Convert – The MARCXML Transformer

This feature of the toolkit will take MARC21 files and convert them to the MARCXML format. The OAI Toolkit embeds an open-source tool called MARC4J (we currently use version 2.4) that is able to convert a valid raw MARC record into a valid MARCXML-formatted record. This is a lossless conversion, meaning that none of the information from the original MARC record is lost during its conversion into MARCXML.

Many institutions have a long history of MARC data in different formats, and, as a result, some records found in an ILS might not conform to the current MARC21 format schema. There are three options for dealing with this situation. An institution may tweak the MARCXML schema (the .xsd file) that is used by the OAI Toolkit to allow the OAI Toolkit to support the past or non-standard cataloging practices of the institution. This will technically cause the output MARCXML records to have a format slightly different from that of a true MARCXML record. In some cases, this will not cause problems with the other XC applications (and may indeed avoid massive record cleanup projects).
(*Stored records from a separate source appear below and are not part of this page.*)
use std::{collections::BTreeMap, rc::Rc};

use crate::runtime::{
    types::{StaticTypeQuery, Type, TypeHooks, TypeId, TypeParameter, TypeRegistry, builtin},
    value::{Payload, TaggedValue, format_float},
};

/// Registers the builtin types in the order their ids in [`builtin`] expect.
pub(crate) fn register_builtin_types(registry: &mut TypeRegistry) {
    let table: [(&str, TypeHooks); 13] = [
        ("null", null_hooks()),
        ("any", null_hooks()),
        ("void", null_hooks()),
        ("int", int_hooks()),
        ("number", number_hooks()),
        ("bool", bool_hooks()),
        ("string", string_hooks()),
        ("List", list_hooks()),
        ("Map", map_hooks()),
        ("ref", ref_hooks()),
        ("Branch", id_hooks()),
        ("Type", type_hooks()),
        ("Function", id_hooks()),
    ];
    for (name, hooks) in table {
        registry.register(name, hooks, TypeParameter::None);
    }
    registry.alias("float", builtin::NUMBER);
}

fn init_null(_: &TypeRegistry, _: &Type, payload: &mut Payload) {
    *payload = Payload::Null;
}

fn release_payload(payload: &mut Payload) {
    *payload = Payload::Null;
}

fn copy_payload(payload: &Payload) -> Payload {
    payload.clone()
}

fn exact(_: &TypeRegistry, ty: &Type, input: TypeId) -> StaticTypeQuery {
    if input == ty.id {
        StaticTypeQuery::Succeed
    } else {
        StaticTypeQuery::Fail
    }
}

fn null_to_string(_: &TypeRegistry, _: &TaggedValue) -> String {
    "null".to_string()
}

fn null_hooks() -> TypeHooks {
    TypeHooks {
        initialize: Some(init_null),
        release: Some(release_payload),
        copy: Some(copy_payload),
        to_string: Some(null_to_string),
        ..TypeHooks::default()
    }
}

fn int_initialize(_: &TypeRegistry, _: &Type, payload: &mut Payload) {
    *payload = Payload::Int(0);
}

fn int_to_string(_: &TypeRegistry, value: &TaggedValue) -> String {
    match value.payload {
        Payload::Int(i) => i.to_string(),
        _ => "null".to_string(),
    }
}

fn int_cast(_: &TypeRegistry, value: &TaggedValue, _: &Type) -> Option<Payload> {
    match value.payload {
        Payload::Int(i) => Some(Payload::Int(i)),
        _ => None,
    }
}

fn int_hooks() -> TypeHooks {
    TypeHooks {
        initialize: Some(int_initialize),
        release: Some(release_payload),
        copy: Some(copy_payload),
        equals: Some(numeric_equals),
        to_string: Some(int_to_string),
        cast: Some(int_cast),
        static_type_query: Some(exact),
    }
}

fn number_initialize(_: &TypeRegistry, _: &Type, payload: &mut Payload) {
    *payload = Payload::Float(0.0);
}

fn number_to_string(_: &TypeRegistry, value: &TaggedValue) -> String {
    match value.payload {
        Payload::Float(f) => format_float(f),
        Payload::Int(i) => format_float(i as f64),
        _ => "null".to_string(),
    }
}

fn number_cast(_: &TypeRegistry, value: &TaggedValue, _: &Type) -> Option<Payload> {
    match value.payload {
        Payload::Int(i) => Some(Payload::Float(i as f64)),
        Payload::Float(f) => Some(Payload::Float(f)),
        _ => None,
    }
}

fn number_static_query(_: &TypeRegistry, _: &Type, input: TypeId) -> StaticTypeQuery {
    if input == builtin::INT || input == builtin::NUMBER {
        StaticTypeQuery::Succeed
    } else {
        StaticTypeQuery::Fail
    }
}

fn number_hooks() -> TypeHooks {
    TypeHooks {
        initialize: Some(number_initialize),
        release: Some(release_payload),
        copy: Some(copy_payload),
        equals: Some(numeric_equals),
        to_string: Some(number_to_string),
        cast: Some(number_cast),
        static_type_query: Some(number_static_query),
    }
}

fn numeric_equals(_: &TypeRegistry, a: &TaggedValue, b: &TaggedValue) -> bool {
    match (&a.payload, &b.payload) {
        (Payload::Int(x), Payload::Int(y)) => x == y,
        _ => match (a.to_float(), b.to_float()) {
            (Ok(x), Ok(y)) => x == y,
            _ => false,
        },
    }
}

fn bool_initialize(_: &TypeRegistry, _: &Type, payload: &mut Payload) {
    *payload = Payload::Bool(false);
}

fn bool_to_string(_: &TypeRegistry, value: &TaggedValue) -> String {
    match value.payload {
        Payload::Bool(b) => b.to_string(),
        _ => "null".to_string(),
    }
}

fn bool_cast(_: &TypeRegistry, value: &TaggedValue, _: &Type) -> Option<Payload> {
    match value.payload {
        Payload::Bool(b) => Some(Payload::Bool(b)),
        _ => None,
    }
}

fn bool_hooks() -> TypeHooks {
    TypeHooks {
        initialize: Some(bool_initialize),
        release: Some(release_payload),
        copy: Some(copy_payload),
        to_string: Some(bool_to_string),
        cast: Some(bool_cast),
        static_type_query: Some(exact),
        ..TypeHooks::default()
    }
}

fn string_initialize(_: &TypeRegistry, _: &Type, payload: &mut Payload) {
    *payload = Payload::String(String::new());
}

fn string_to_string(_: &TypeRegistry, value: &TaggedValue) -> String {
    match &value.payload {
        Payload::String(s) => s.clone(),
        _ => "null".to_string(),
    }
}

fn string_cast(_: &TypeRegistry, value: &TaggedValue, _: &Type) -> Option<Payload> {
    match &value.payload {
        Payload::String(s) => Some(Payload::String(s.clone())),
        _ => None,
    }
}

fn string_hooks() -> TypeHooks {
    TypeHooks {
        initialize: Some(string_initialize),
        release: Some(release_payload),
        copy: Some(copy_payload),
        to_string: Some(string_to_string),
        cast: Some(string_cast),
        static_type_query: Some(exact),
        ..TypeHooks::default()
    }
}

fn list_initialize(_: &TypeRegistry, _: &Type, payload: &mut Payload) {
    *payload = Payload::List(Rc::new(Vec::new()));
}

fn list_cast(_: &TypeRegistry, value: &TaggedValue, _: &Type) -> Option<Payload> {
    match &value.payload {
        Payload::List(items) => Some(Payload::List(Rc::clone(items))),
        _ => None,
    }
}

fn list_static_query(registry: &TypeRegistry, _: &Type, input: TypeId) -> StaticTypeQuery {
    match registry.get(input).parameter {
        TypeParameter::Fields(_) => StaticTypeQuery::Succeed,
        _ if input == builtin::LIST => StaticTypeQuery::Succeed,
        _ => StaticTypeQuery::Fail,
    }
}

fn list_hooks() -> TypeHooks {
    TypeHooks {
        initialize: Some(list_initialize),
        release: Some(release_payload),
        copy: Some(copy_payload),
        equals: Some(list_equals),
        to_string: Some(list_to_string),
        cast: Some(list_cast),
        static_type_query: Some(list_static_query),
    }
}

fn list_equals(registry: &TypeRegistry, a: &TaggedValue, b: &TaggedValue) -> bool {
    match (&a.payload, &b.payload) {
        (Payload::List(x), Payload::List(y)) => {
            Rc::ptr_eq(x, y)
                || (x.len() == y.len()
                    && x.iter().zip(y.iter()).all(|(l, r)| registry.equals(l, r)))
        }
        _ => false,
    }
}

fn list_to_string(registry: &TypeRegistry, value: &TaggedValue) -> String {
    match &value.payload {
        Payload::List(items) => {
            let items: Vec<String> = items.iter().map(|v| registry.to_string(v)).collect();
            format!("[{}]", items.join(", "))
        }
        _ => "null".to_string(),
    }
}

fn map_initialize(_: &TypeRegistry, _: &Type, payload: &mut Payload) {
    *payload = Payload::Map(Rc::new(BTreeMap::new()));
}

fn map_to_string(registry: &TypeRegistry, value: &TaggedValue) -> String {
    match &value.payload {
        Payload::Map(entries) => {
            let items: Vec<String> = entries
                .iter()
                .map(|(k, v)| format!("{}: {}", k, registry.to_string(v)))
                .collect();
            format!("{{{}}}", items.join(", "))
        }
        _ => "null".to_string(),
    }
}

fn map_hooks() -> TypeHooks {
    TypeHooks {
        initialize: Some(map_initialize),
        release: Some(release_payload),
        copy: Some(copy_payload),
        to_string: Some(map_to_string),
        static_type_query: Some(exact),
        ..TypeHooks::default()
    }
}

fn ref_to_string(_: &TypeRegistry, value: &TaggedValue) -> String {
    match value.payload {
        Payload::Term(t) => t.to_string(),
        _ => "null".to_string(),
    }
}

fn ref_hooks() -> TypeHooks {
    TypeHooks {
        initialize: Some(init_null),
        release: Some(release_payload),
        copy: Some(copy_payload),
        to_string: Some(ref_to_string),
        static_type_query: Some(exact),
        ..TypeHooks::default()
    }
}

fn type_to_string(registry: &TypeRegistry, value: &TaggedValue) -> String {
    match value.payload {
        Payload::Type(t) => registry.name(t).to_string(),
        _ => "null".to_string(),
    }
}

fn type_hooks() -> TypeHooks {
    TypeHooks {
        initialize: Some(init_null),
        release: Some(release_payload),
        copy: Some(copy_payload),
        to_string: Some(type_to_string),
        static_type_query: Some(exact),
        ..TypeHooks::default()
    }
}

/// Id-carrying types without a printable form.
fn id_hooks() -> TypeHooks {
    TypeHooks {
        initialize: Some(init_null),
        release: Some(release_payload),
        copy: Some(copy_payload),
        static_type_query: Some(exact),
        ..TypeHooks::default()
    }
}

pub(crate) fn compound_hooks() -> TypeHooks {
    TypeHooks {
        initialize: Some(compound_initialize),
        release: Some(release_payload),
        copy: Some(copy_payload),
        equals: Some(list_equals),
        to_string: Some(compound_to_string),
        cast: Some(compound_cast),
        static_type_query: Some(compound_static_query),
    }
}

fn compound_static_query(_: &TypeRegistry, ty: &Type, input: TypeId) -> StaticTypeQuery {
    if input == ty.id {
        StaticTypeQuery::Succeed
    } else if input == builtin::LIST {
        StaticTypeQuery::Unable
    } else {
        StaticTypeQuery::Fail
    }
}

fn fields(ty: &Type) -> &[(String, TypeId)] {
    match &ty.parameter {
        TypeParameter::Fields(fields) => fields,
        _ => &[],
    }
}

fn compound_initialize(registry: &TypeRegistry, ty: &Type, payload: &mut Payload) {
    let items = fields(ty)
        .iter()
        .map(|(_, field_type)| {
            registry
                .make(*field_type)
                .unwrap_or_else(|_| TaggedValue::null())
        })
        .collect();
    *payload = Payload::List(Rc::new(items));
}

fn compound_to_string(registry: &TypeRegistry, value: &TaggedValue) -> String {
    let ty = registry.get(value.type_id);
    match &value.payload {
        Payload::List(items) => {
            let parts: Vec<String> = fields(ty)
                .iter()
                .zip(items.iter())
                .map(|((name, _), v)| format!("{}: {}", name, registry.to_string(v)))
                .collect();
            format!("{{{}}}", parts.join(", "))
        }
        _ => "null".to_string(),
    }
}

fn compound_cast(registry: &TypeRegistry, value: &TaggedValue, ty: &Type) -> Option<Payload> {
    let Payload::List(items) = &value.payload else {
        return None;
    };
    let fields = fields(ty);
    if items.len() != fields.len() {
        return None;
    }
    let cast: Option<Vec<TaggedValue>> = items
        .iter()
        .zip(fields.iter())
        .map(|(item, (_, field_type))| registry.cast(item, *field_type).ok())
        .collect();
    cast.map(|items| Payload::List(Rc::new(items)))
}

pub(crate) fn handle_hooks() -> TypeHooks {
    TypeHooks {
        initialize: Some(init_null),
        release: Some(release_payload),
        copy: Some(copy_payload),
        to_string: Some(handle_to_string),
        static_type_query: Some(exact),
        ..TypeHooks::default()
    }
}

fn handle_to_string(registry: &TypeRegistry, value: &TaggedValue) -> String {
    match &value.payload {
        Payload::Handle(h) => format!("<{} {}>", registry.name(value.type_id), h.resource()),
        _ => format!("<{} released>", registry.name(value.type_id)),
    }
}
Examples of acceptable changes can be found in the "Schema Changes" section. Instead of changing the MARCXML schema to accommodate the non-standard data, an institution may perform “record cleanup” in their ILS records to address invalid MARC format issues before using the convert feature. A third option is the next step in the OAI Toolkit process, modify (described below), that offers support for minimal cleanup on-the-fly. Once the data is minimally valid, another application in the eXtensible Catalog system (the Metadata Services Toolkit) can be used to perform other, more extensive types of cleanup.

Please note that if a record is invalid, it will not be converted or imported to the OAI Toolkit’s database, and thus it cannot be harvested. If you modify the schema file to allow invalid records to be converted and imported into the database, you are effectively changing what it means to be valid MARCXML. Since you are changing the MARCXML standard schema that the OAI Toolkit is checking against, you run the risk that the resultant harvested records may be invalid according to the master schema file maintained by the Library of Congress. Please think these options over carefully before modifying the .xsd file.

Modify – Modify MARCXML with XSLT stylesheets

We mentioned above that the MARC records exported from an ILS do not always follow the current MARC standards. Making corrections to the source records in the ILS is the best approach to fixing this problem. Using Modify is the next best approach because the Modify step allows the user to modify the MARCXML in the records to fit the standards, while maintaining the validity of the MARCXML. Alterations to the .xsd file (mentioned in the Convert step above) are the least desirable as they are basically changing the rules the OAI Tooklit uses to create MARCXML records; however this can often be an effective solution, too.

Some typical issues that the Modify step can be used to resolve:

  • The ILS uses a 9xx field as control number instead of the standard 001 field
  • The data field indicator contains pipe (|) or underscore (_) characters instead of a space
  • Some custom/local data fields do not have the default structure, etc.

XSLT is a useful and flexible way to modify XML. We have provided some sample XSLT stylesheets in the xslts directory, but you can modify them or create new ones to suit your own needs. You can even apply multiple stylesheets. The order of stylesheet processing is the same order as what you give in the command line. Note: you must surround the list of multiple stylesheets with double quotes, e.g., -modify "drop_pipeline.xsl populate003.xsl"

For example, suppose you choose to use the Modify step, and you use the drop_pipeline.xsl stylesheet. You would include "-modify drop_pipeline.xsl" in the big command/script of the import process. It would apply the drop_pipeline.xsl from the “xslts” directory in the OAIToolkit home directory and remove the pipe (|) characters from the various marc-xml files.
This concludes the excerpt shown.